Alyssa Rosenberg, discussing Grant Morrison's Supergods for ThinkProgress


Good God in heaven, look at these ugly fucking costumes.

I'm not sure I understand DC Comics' blanket refusal to let superhero costumes look like superhero costumes anymore. Everyone looksl ike they're wearing wetsuits or G.I. Joe uniforms or motorcycle outfits these days. Even the superhero-iest of the "New 52" superhero costumes—like those of Batman, Superman, Aquaman, Green Lantern and Flash—now have to have things likes seams and stiching, plates and helmet.
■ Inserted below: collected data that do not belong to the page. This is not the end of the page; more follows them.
// build.rs
// Compiles the demo's GLSL shaders to SPIR-V under <workspace>/target/shaders

use std::env;
use std::path::{Path, PathBuf};
use std::process::Command;

const SHADER_EXTENSIONS: [&str; 2] = ["vert", "frag"];

fn compile_shaders(shader_dir: &Path, target_dir: &Path, glslc: &str) -> usize {
    let entries = match std::fs::read_dir(shader_dir) {
        Ok(entries) => entries,
        Err(_) => {
            eprintln!("info: No shader directory found at: {:?}", shader_dir);
            return 0;
        }
    };

    let mut compiled = 0;
    for entry in entries.flatten() {
        let path = entry.path();
        let is_shader = path
            .extension()
            .and_then(|ext| ext.to_str())
            .is_some_and(|ext| SHADER_EXTENSIONS.contains(&ext));
        if !is_shader {
            continue;
        }
        let Some(file_name) = path.file_name().and_then(|name| name.to_str()) else {
            continue;
        };

        // tri_mesh.vert -> tri_mesh.vert.spv, so stages sharing a stem don't collide
        let out_file = target_dir.join(format!("{file_name}.spv"));
        let up_to_date = match (std::fs::metadata(&path), std::fs::metadata(&out_file)) {
            (Ok(src), Ok(dst)) => matches!((src.modified(), dst.modified()), (Ok(s), Ok(d)) if s <= d),
            _ => false,
        };
        if up_to_date {
            eprintln!("info: Shader {file_name} is up to date");
            continue;
        }

        let status = Command::new(glslc).arg(&path).arg("-o").arg(&out_file).status();
        match status {
            Ok(s) if s.success() => {
                eprintln!("info: Compiled {file_name} -> {:?}", out_file);
                compiled += 1;
            }
            Ok(s) => panic!("glslc failed for {file_name} with exit code {}", s.code().unwrap_or(-1)),
            Err(e) => panic!("Failed to run glslc for {file_name}: {e}"),
        }
    }
    compiled
}

fn main() {
    println!("cargo:rerun-if-changed=shaders");
    println!("cargo:rerun-if-env-changed=VULKAN_SDK");
    println!("cargo:rerun-if-env-changed=SKIP_SHADERS");

    if env::var("SKIP_SHADERS").is_ok() {
        eprintln!("info: Skipping shader compilation (SKIP_SHADERS set)");
        return;
    }

    let Ok(vulkan_sdk) = env::var("VULKAN_SDK") else {
        eprintln!("warning: VULKAN_SDK not set, shader compilation skipped");
        return;
    };
    let glslc = if cfg!(target_os = "windows") {
        format!("{vulkan_sdk}\\Bin\\glslc.exe")
    } else {
        format!("{vulkan_sdk}/bin/glslc")
    };
    if !Path::new(&glslc).exists() {
        eprintln!("warning: glslc not found at {glslc}, shader compilation skipped");
        return;
    }

    let manifest_dir = PathBuf::from(env::var("CARGO_MANIFEST_DIR").unwrap_or_else(|_| ".".to_string()));
    let shader_dir = manifest_dir.join("shaders");
    let target_dir = manifest_dir.join("..").join("target").join("shaders");
    if let Err(e) = std::fs::create_dir_all(&target_dir) {
        eprintln!("warning: Failed to create {:?}: {e}", target_dir);
        return;
    }

    let compiled = compile_shaders(&shader_dir, &target_dir, &glslc);
    eprintln!("info: Compiled {compiled} shader(s)");
}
The above costumes, on the new Phantom Lady and the new Doll Man, are, of course, ugly as sin, but they are somewhat interesting in that The Phantom Lady used to look like this
Her new costume looks a lot more like something a Real Life superhero might wear instead of something a lingerie model might wear, but do note that while trying to make it look more new costume look more functional and realistic, they were sure to make sure her tits were still mostly visible.

Meanwhile, Doll Man used to look like this
and, now that I think about it, that costume also looks a lot like something a 1940s lingerie model might have worn. He and Phantom Lady even shared a color scheme for a bit, before she adopted the green and yellow costume familiar to DC readers.
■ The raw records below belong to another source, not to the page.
//! CPU mirrors of shader-visible data
//!
//! All structs are `#[repr(C)]` and `Pod` so they can be written into mapped
//! buffers with `bytemuck::bytes_of` / `cast_slice`. Matrices are stored
//! column-major, vectors as `[f32; 4]` to match std140/std430 vec4 layout.

use bytemuck::{Pod, Zeroable};
use nalgebra::Point3;

use crate::foundation::math::{mat4_to_cols, vec4_to_array, Mat4, Vec3, Vec4};

/// Camera uniform buffer contents (set 0, binding 0)
#[repr(C)]
#[derive(Debug, Clone, Copy, PartialEq, Pod, Zeroable)]
pub struct GpuCameraData {
    pub view: [[f32; 4]; 4],
    pub proj: [[f32; 4]; 4],
    pub viewproj: [[f32; 4]; 4],
}

/// Scene parameters (set 0, binding 1, dynamic offset per frame slot)
#[repr(C)]
#[derive(Debug, Clone, Copy, PartialEq, Pod, Zeroable)]
pub struct GpuSceneData {
    pub fog_color: [f32; 4],
    /// x = min, y = max, zw unused
    pub fog_distances: [f32; 4],
    pub ambient_color: [f32; 4],
    /// w = sun power
    pub sunlight_direction: [f32; 4],
    pub sunlight_color: [f32; 4],
}

impl Default for GpuSceneData {
    fn default() -> Self {
        Self {
            fog_color: [0.0; 4],
            fog_distances: [0.0; 4],
            ambient_color: [0.1, 0.1, 0.1, 1.0],
            sunlight_direction: [0.0, -1.0, 0.0, 1.0],
            sunlight_color: [1.0; 4],
        }
    }
}

impl GpuSceneData {
    pub fn set_ambient_color(&mut self, color: Vec4) {
        self.ambient_color = vec4_to_array(&color);
    }
}

/// One entry of the per-frame object storage buffer (set 1, binding 0)
#[repr(C)]
#[derive(Debug, Clone, Copy, PartialEq, Pod, Zeroable)]
pub struct GpuObjectData {
    pub model: [[f32; 4]; 4],
}

impl GpuObjectData {
    pub fn from_transform(transform: &Mat4) -> Self {
        Self {
            model: mat4_to_cols(transform),
        }
    }
}

/// Push constant block shared by the mesh pipelines
#[repr(C)]
#[derive(Debug, Clone, Copy, PartialEq, Pod, Zeroable)]
pub struct MeshPushConstants {
    pub data: [f32; 4],
    pub render_matrix: [[f32; 4]; 4],
}

/// Perspective camera producing [`GpuCameraData`]
#[derive(Debug, Clone, PartialEq)]
pub struct Camera {
    pub position: Vec3,
    pub target: Vec3,
    pub up: Vec3,
    /// Vertical field of view in radians
    pub fov: f32,
    pub aspect: f32,
    pub near: f32,
    pub far: f32,
}

impl Camera {
    /// Perspective camera looking at the origin
    pub fn perspective(position: Vec3, fov_degrees: f32, aspect: f32, near: f32, far: f32) -> Self {
        Self {
            position,
            target: Vec3::zeros(),
            up: Vec3::y(),
            fov: fov_degrees.to_radians(),
            aspect,
            near,
            far,
        }
    }

    pub fn look_at(&mut self, target: Vec3, up: Vec3) {
        self.target = target;
        self.up = up;
    }

    pub fn set_aspect_ratio(&mut self, aspect: f32) {
        if aspect.is_finite() && aspect > 0.0 {
            self.aspect = aspect;
        } else {
            log::warn!("Ignoring invalid camera aspect ratio {aspect}");
        }
    }

    pub fn view_matrix(&self) -> Mat4 {
        Mat4::look_at_rh(
            &Point3::from(self.position),
            &Point3::from(self.target),
            &self.up,
        )
    }

    /// Projection with Y flipped for Vulkan clip space
    pub fn projection_matrix(&self) -> Mat4 {
        let mut proj = Mat4::new_perspective(self.aspect, self.fov, self.near, self.far);
        proj[(1, 1)] *= -1.0;
        proj
    }

    pub fn gpu_data(&self) -> GpuCameraData {
        let view = self.view_matrix();
        let proj = self.projection_matrix();
        GpuCameraData {
            view: mat4_to_cols(&view),
            proj: mat4_to_cols(&proj),
            viewproj: mat4_to_cols(&(proj * view)),
        }
    }
}

impl Default for Camera {
    fn default() -> Self {
        Self::perspective(Vec3::new(0.0, 6.0, 10.0), 70.0, 1700.0 / 900.0, 0.1, 200.0)
    }
}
While Doll Man's new costume makes him look like a M.A.S.K. action figure, I do like the beard. You just don't see enough bearded superheroes these days. Although...say...Doll Man seems to have red hair in that picture, doesn't he?

And there's something familiar about him... hair, beard, DC comic...GASP!

Oh my god.


Is it weird that the art in goofy comic-to-sell make up thing looks to be about 10,000 times better than that of a good 85% of Marvel's Marvel Universe comics (Math!)
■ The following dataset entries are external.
impl AssetRegistry {
    pub fn new() -> Self {
        Self::default()
    }

    /// Register a mesh under `name`, replacing any previous mesh of that name
    pub fn insert_mesh(&mut self, name: &str, mesh: Mesh) -> MeshId {
        if let Some(&id) = self.mesh_names.get(name) {
            if let Some(slot) = self.meshes.get_mut(id) {
                log::warn!("Mesh '{name}' re-registered; previous buffers retired");
                let previous = std::mem::replace(slot, mesh);
                self.retired_meshes.push(previous);
                return id;
            }
        }
        let id = self.meshes.insert(mesh);
        self.mesh_names.insert(name.to_string(), id);
        log::debug!("Registered mesh '{name}' ({} vertices)", mesh.vertex_count);
        id
    }

    /// Register a material under `name`, replacing any previous material of
    /// that name
    pub fn insert_material(&mut self, name: &str, material: Material) -> MaterialId {
        if let Some(&id) = self.material_names.get(name) {
            if let Some(slot) = self.materials.get_mut(id) {
                log::warn!("Material '{name}' re-registered; replacing previous entry");
                *slot = material;
                return id;
            }
        }
        let id = self.materials.insert(material);
        self.material_names.insert(name.to_string(), id);
        log::debug!("Registered material '{name}'");
        id
    }

    /// Register a texture under `name`, replacing any previous texture of
    /// that name
    pub fn insert_texture(&mut self, name: &str, texture: Texture) -> TextureId {
        if let Some(&id) = self.texture_names.get(name) {
            if let Some(slot) = self.textures.get_mut(id) {
                log::warn!("Texture '{name}' re-registered; previous image retired");
                let previous = std::mem::replace(slot, texture);
                self.retired_textures.push(previous);
                return id;
            }
        }
        let id = self.textures.insert(texture);
        self.texture_names.insert(name.to_string(), id);
        log::debug!("Registered texture '{name}'");
        id
    }

    pub fn mesh_id(&self, name: &str) -> Option<MeshId> {
        self.mesh_names.get(name).copied()
    }

    pub fn material_id(&self, name: &str) -> Option<MaterialId> {
        self.material_names.get(name).copied()
    }

    pub fn texture_id(&self, name: &str) -> Option<TextureId> {
        self.texture_names.get(name).copied()
    }

    pub fn mesh(&self, id: MeshId) -> Option<&Mesh> {
        self.meshes.get(id)
    }

    pub fn material(&self, id: MaterialId) -> Option<&Material> {
        self.materials.get(id)
    }

    pub fn material_mut(&mut self, id: MaterialId) -> Option<&mut Material> {
        self.materials.get_mut(id)
    }

    pub fn texture(&self, id: TextureId) -> Option<&Texture> {
        self.textures.get(id)
    }

    /// Look up a mesh by name
    pub fn get_mesh(&self, name: &str) -> Option<&Mesh> {
        self.mesh_id(name).and_then(|id| self.mesh(id))
    }

    /// Look up a material by name
    pub fn get_material(&self, name: &str) -> Option<&Material> {
        self.material_id(name).and_then(|id| self.material(id))
    }

    pub fn get_texture(&self, name: &str) -> Option<&Texture> {
        self.texture_id(name).and_then(|id| self.texture(id))
    }

    pub fn mesh_count(&self) -> usize {
        self.meshes.len()
    }

    pub fn material_count(&self) -> usize {
        self.materials.len()
    }

    pub fn texture_count(&self) -> usize {
        self.textures.len()
    }

    /// Destroy every GPU object the registry owns, including retired ones,
    /// and empty it
    ///
    /// The device must be idle.
    pub fn destroy_all<D: GpuDevice>(&mut self, device: &D) {
        let meshes = self.meshes.len() + self.retired_meshes.len();
        let textures = self.textures.len() + self.retired_textures.len();

        for (_, texture) in self.textures.drain() {
            texture.destroy(device);
        }
        for texture in self.retired_textures.drain(..) {
            texture.destroy(device);
        }
        for (_, mesh) in self.meshes.drain() {
            mesh.destroy(device);
        }
        for mesh in self.retired_meshes.drain(..) {
            mesh.destroy(device);
        }
        self.materials.clear();
        self.mesh_names.clear();
        self.material_names.clear();
        self.texture_names.clear();

        log::debug!("Asset registry released {meshes} meshes and {textures} textures");
    }
}

#[cfg(test)]
mod tests {
    use super::*;
    use crate::render::vulkan::mock::MockDevice;
    use crate::render::vulkan::MemoryLocation;
    use ash::vk::Handle;

    fn fake_mesh(device: &MockDevice, vertex_count: u32, indexed: bool) -> Mesh {
        let usage = vk::BufferUsageFlags::VERTEX_BUFFER;
        let vertex_buffer = device.create_buffer(64, usage, MemoryLocation::GpuOnly).unwrap();
        let index_buffer = indexed.then(|| {
            device
                .create_buffer(64, vk::BufferUsageFlags::INDEX_BUFFER, MemoryLocation::GpuOnly)
                .unwrap()
        });
        Mesh {
            vertex_buffer,
            index_buffer,
            vertex_count,
            index_count: if indexed { 6 } else { 0 },
        }
    }

    fn fake_material(raw: u64) -> Material {
        Material {
            pipeline: vk::Pipeline::from_raw(raw),
            pipeline_layout: vk::PipelineLayout::from_raw(raw + 1000),
            texture_set: None,
        }
    }

    #[test]
    fn test_lookup_miss_returns_none() {
        let registry = AssetRegistry::new();
        assert!(registry.get_material("missing").is_none());
        assert!(registry.get_mesh("missing").is_none());
        assert!(registry.get_texture("missing").is_none());
        assert!(registry.material_id("missing").is_none());
    }

    #[test]
    fn test_material_reregistration_keeps_id_and_uses_latest() {
        let mut registry = AssetRegistry::new();
        let first = registry.insert_material("defaultmesh", fake_material(1));
        let second = registry.insert_material("defaultmesh", fake_material(2));

        assert_eq!(first, second);
        assert_eq!(registry.material_count(), 1);
        assert_eq!(
            registry.get_material("defaultmesh").unwrap().pipeline,
            vk::Pipeline::from_raw(2)
        );
        assert_eq!(registry.material(first).unwrap().pipeline, vk::Pipeline::from_raw(2));
    }

    #[test]
    fn test_distinct_names_get_distinct_ids() {
        let mut registry = AssetRegistry::new();
        let a = registry.insert_material("a", fake_material(1));
        let b = registry.insert_material("b", fake_material(1));
        assert_ne!(a, b);
        assert_eq!(registry.material_id("b"), Some(b));
    }

    #[test]
    fn test_replaced_mesh_is_destroyed_at_teardown() {
        let device = MockDevice::new();
        let mut registry = AssetRegistry::new();
        let old = fake_mesh(&device, 3, false);
        let new = fake_mesh(&device, 36, true);

        let id = registry.insert_mesh("cube", old);
        assert_eq!(registry.insert_mesh("cube", new), id);
        assert_eq!(registry.get_mesh("cube").unwrap().vertex_count, 36);
        assert!(device.destroyed().is_empty());

        registry.destroy_all(&device);
        let destroyed: Vec<u64> = device.destroyed().into_iter().map(|(_, raw)| raw).collect();
        assert_eq!(destroyed.len(), 3);
        assert!(destroyed.contains(&old.vertex_buffer.buffer.as_raw()));
        assert!(destroyed.contains(&new.vertex_buffer.buffer.as_raw()));
        assert!(destroyed.contains(&new.index_buffer.unwrap().buffer.as_raw()));
        assert!(registry.get_mesh("cube").is_none());
        assert_eq!(registry.mesh_count(), 0);
    }

    #[test]
    fn test_stale_id_after_teardown_is_none() {
        let device = MockDevice::new();
        let mut registry = AssetRegistry::new();
        let id = registry.insert_mesh("tri", fake_mesh(&device, 3, false));
        registry.destroy_all(&device);
        assert!(registry.mesh(id).is_none());
    }

    #[test]
    fn test_texture_teardown_destroys_view_before_image() {
        let device = MockDevice::new();
        let mut registry = AssetRegistry::new();
        let image = device
            .create_image(&crate::render::vulkan::ImageDesc {
                format: vk::Format::R8G8B8A8_SRGB,
                extent: vk::Extent3D { width: 1, height: 1, depth: 1 },
                usage: vk::ImageUsageFlags::SAMPLED,
                location: MemoryLocation::GpuOnly,
            })
            .unwrap();
        let view = device.create_image_view(&image, vk::ImageAspectFlags::COLOR).unwrap();
        registry.insert_texture("empire_diffuse", Texture { image, view });

        registry.destroy_all(&device);
        assert_eq!(
            device.destroyed(),
            vec![("image_view", view.as_raw()), ("image", image.image.as_raw())]
        );
    }

    #[test]
    fn test_triangle_and_cube_geometry() {
        let triangle = MeshData::triangle();
        assert_eq!(triangle.vertices.len(), 3);
        assert!(triangle.indices.is_none());

        let cube = MeshData::cube();
        assert_eq!(cube.vertices.len(), 24);
        let indices = cube.indices.as_ref().unwrap();
        assert_eq!(indices.len(), 36);
        assert!(indices.iter().all(|&i| (i as usize) < cube.vertices.len()));
        for vertex in &cube.vertices {
            assert!(vertex.position.iter().all(|c| c.abs() <= 0.5 + f32::EPSILON));
        }
    }

    #[test]
    fn test_solid_pixels_have_expected_size() {
        let pixels = TexturePixels::solid(4, 2, [10, 20, 30, 255]);
        assert_eq!(pixels.rgba.len(), 4 * 2 * 4);
        assert_eq!(&pixels.rgba[4..8], &[10, 20, 30, 255]);
    }

    #[test]
    fn test_load_missing_texture_is_an_error() {
        let result = TexturePixels::load("definitely/not/here.png");
        assert!(matches!(result, Err(VulkanError::Io(_))));
    }
}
It's by Phil Noto yes, but it looks to be a flatter, looser, more illustrator-y style than the one he usually employs. In other words, it's Phil Noto, but I think it's better (or at least more appealing to me personally) Phil Noto.


Anonymous said...

were you aware that Terry Long was supposed to be based on Marv Wolfman? (somewhat, anyway!)

mordicai said...

I dunno, to be fair, the Hulk is pretty cool, but having the US military answering to shadowy overlords is...pretty UnAmerican.

SallyP said...

I'm glad that I'm not the only one who looked at the new Doll Man and thought of Terry Long.


Seriously though. You prefer the Phantom Lady to run around wearing tap pants and a handkerchief over the outfit that Amanda Connor came up with?

Caleb said...


Yeah, I've heard that, but it sounded so disturbing that I pretend to have never heard it.


Yeah, I like any of the Phantom Lady costumes that have preceded the one on that cover (According to Palmiotti on The Beat comment thread, it was designed by Cully Hamner, who would like to fight anyone dismissive of the project there).

I like the Golden Age ones the best (better than the later ones, with goggles, or that weird looking Acuna version). That's not to say they couldn't possibly be improved upon, but I don't think stripping away the superhero-ness in order to make something functional does that.

And Doll Man's original costume? PERFECT.